§ **Exercise aim**
Report each line of the listing below that holds "borrow".

§ **Data extract**
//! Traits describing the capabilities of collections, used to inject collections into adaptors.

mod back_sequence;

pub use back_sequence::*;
...
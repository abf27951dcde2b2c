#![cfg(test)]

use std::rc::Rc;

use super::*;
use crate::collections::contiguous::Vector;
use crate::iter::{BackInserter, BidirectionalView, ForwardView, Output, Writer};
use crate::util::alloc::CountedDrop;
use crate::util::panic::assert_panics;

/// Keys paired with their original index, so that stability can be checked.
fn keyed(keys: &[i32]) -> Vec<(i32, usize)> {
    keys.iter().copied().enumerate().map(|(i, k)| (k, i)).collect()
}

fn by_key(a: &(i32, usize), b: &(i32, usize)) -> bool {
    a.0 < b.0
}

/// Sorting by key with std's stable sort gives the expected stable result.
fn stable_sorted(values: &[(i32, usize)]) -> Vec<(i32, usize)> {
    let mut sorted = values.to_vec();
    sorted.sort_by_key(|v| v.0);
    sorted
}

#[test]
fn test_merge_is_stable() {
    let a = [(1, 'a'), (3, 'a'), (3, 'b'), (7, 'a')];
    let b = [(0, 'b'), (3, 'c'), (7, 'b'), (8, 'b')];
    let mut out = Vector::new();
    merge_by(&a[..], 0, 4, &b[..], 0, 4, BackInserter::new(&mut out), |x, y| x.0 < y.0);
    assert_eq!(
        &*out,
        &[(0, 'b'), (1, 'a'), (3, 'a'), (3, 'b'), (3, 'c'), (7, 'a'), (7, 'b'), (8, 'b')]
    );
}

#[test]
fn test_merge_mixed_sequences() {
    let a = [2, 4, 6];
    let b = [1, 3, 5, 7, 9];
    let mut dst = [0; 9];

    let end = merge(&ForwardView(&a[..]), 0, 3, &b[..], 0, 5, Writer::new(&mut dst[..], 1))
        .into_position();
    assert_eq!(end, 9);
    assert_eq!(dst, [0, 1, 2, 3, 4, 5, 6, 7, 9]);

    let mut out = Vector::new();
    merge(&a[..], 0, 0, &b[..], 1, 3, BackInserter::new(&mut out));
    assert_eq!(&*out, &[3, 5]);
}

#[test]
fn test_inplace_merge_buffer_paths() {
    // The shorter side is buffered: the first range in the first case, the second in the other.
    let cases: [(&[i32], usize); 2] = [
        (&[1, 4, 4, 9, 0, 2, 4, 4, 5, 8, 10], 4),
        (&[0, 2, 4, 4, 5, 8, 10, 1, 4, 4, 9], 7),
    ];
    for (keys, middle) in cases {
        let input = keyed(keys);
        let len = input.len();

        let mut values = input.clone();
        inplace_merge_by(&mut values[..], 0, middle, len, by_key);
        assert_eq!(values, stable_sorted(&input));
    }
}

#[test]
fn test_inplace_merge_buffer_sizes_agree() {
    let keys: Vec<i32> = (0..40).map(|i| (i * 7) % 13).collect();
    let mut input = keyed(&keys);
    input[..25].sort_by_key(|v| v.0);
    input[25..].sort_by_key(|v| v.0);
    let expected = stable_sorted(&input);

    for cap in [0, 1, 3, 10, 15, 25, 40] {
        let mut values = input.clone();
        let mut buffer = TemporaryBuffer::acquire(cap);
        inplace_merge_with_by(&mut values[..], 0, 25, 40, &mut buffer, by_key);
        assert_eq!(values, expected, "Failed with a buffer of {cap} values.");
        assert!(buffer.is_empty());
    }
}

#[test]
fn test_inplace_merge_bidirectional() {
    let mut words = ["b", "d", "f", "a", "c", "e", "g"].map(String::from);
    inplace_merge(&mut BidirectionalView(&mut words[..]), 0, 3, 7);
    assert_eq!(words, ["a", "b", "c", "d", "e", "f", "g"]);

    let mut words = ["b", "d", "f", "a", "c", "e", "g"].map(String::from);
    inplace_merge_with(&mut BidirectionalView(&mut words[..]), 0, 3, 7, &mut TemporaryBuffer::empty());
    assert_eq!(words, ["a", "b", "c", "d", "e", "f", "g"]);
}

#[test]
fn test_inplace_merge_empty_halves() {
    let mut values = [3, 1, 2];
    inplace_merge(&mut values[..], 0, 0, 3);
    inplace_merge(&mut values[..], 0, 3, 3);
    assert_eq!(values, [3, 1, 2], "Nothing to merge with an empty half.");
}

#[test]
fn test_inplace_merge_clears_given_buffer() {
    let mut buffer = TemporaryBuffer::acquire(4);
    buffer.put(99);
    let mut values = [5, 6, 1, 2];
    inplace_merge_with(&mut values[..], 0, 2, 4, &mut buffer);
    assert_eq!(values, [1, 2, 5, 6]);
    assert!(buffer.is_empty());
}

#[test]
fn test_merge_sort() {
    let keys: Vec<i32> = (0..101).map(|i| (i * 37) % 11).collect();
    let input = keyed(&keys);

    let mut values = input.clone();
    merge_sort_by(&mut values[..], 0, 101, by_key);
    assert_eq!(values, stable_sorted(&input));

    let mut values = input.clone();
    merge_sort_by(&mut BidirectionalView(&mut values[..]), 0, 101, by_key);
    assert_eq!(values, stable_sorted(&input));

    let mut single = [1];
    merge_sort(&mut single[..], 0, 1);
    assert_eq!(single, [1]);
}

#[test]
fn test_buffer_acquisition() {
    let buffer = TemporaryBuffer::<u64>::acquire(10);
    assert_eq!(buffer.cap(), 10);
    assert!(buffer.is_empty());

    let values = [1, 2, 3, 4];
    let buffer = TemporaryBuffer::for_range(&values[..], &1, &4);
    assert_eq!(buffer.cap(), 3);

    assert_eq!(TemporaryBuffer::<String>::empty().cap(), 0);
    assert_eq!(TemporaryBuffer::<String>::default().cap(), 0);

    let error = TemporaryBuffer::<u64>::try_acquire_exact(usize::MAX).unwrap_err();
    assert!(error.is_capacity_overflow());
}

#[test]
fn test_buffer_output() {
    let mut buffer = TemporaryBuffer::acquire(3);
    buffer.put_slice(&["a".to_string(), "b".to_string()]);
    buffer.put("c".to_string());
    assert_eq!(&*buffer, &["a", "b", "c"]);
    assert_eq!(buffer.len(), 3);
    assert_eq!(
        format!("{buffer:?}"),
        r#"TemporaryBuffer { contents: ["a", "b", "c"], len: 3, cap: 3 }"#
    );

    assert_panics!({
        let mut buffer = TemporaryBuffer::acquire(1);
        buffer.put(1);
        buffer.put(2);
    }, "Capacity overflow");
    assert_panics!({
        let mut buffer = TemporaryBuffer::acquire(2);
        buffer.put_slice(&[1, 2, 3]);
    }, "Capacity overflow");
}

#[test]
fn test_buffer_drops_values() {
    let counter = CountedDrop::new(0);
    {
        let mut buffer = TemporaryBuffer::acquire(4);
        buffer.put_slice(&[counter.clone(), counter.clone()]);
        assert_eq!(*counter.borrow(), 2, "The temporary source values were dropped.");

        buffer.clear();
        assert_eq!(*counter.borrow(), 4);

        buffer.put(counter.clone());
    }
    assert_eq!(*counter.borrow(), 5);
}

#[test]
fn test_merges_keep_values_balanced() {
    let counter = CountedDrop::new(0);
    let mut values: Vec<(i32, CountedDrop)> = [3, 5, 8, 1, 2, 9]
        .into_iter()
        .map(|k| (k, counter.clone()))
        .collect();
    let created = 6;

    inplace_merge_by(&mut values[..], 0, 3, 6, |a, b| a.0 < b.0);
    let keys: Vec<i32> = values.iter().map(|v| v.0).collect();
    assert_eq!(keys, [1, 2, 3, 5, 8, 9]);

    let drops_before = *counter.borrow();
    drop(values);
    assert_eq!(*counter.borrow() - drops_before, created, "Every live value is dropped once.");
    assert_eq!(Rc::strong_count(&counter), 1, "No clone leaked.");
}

§ **Answer to this exercise**
        assert_eq!(*counter.borrow(), 2, "The temporary source values were dropped.");
        assert_eq!(*counter.borrow(), 4);
    assert_eq!(*counter.borrow(), 5);
    let drops_before = *counter.borrow();
    assert_eq!(*counter.borrow() - drops_before, created, "Every live value is dropped once.");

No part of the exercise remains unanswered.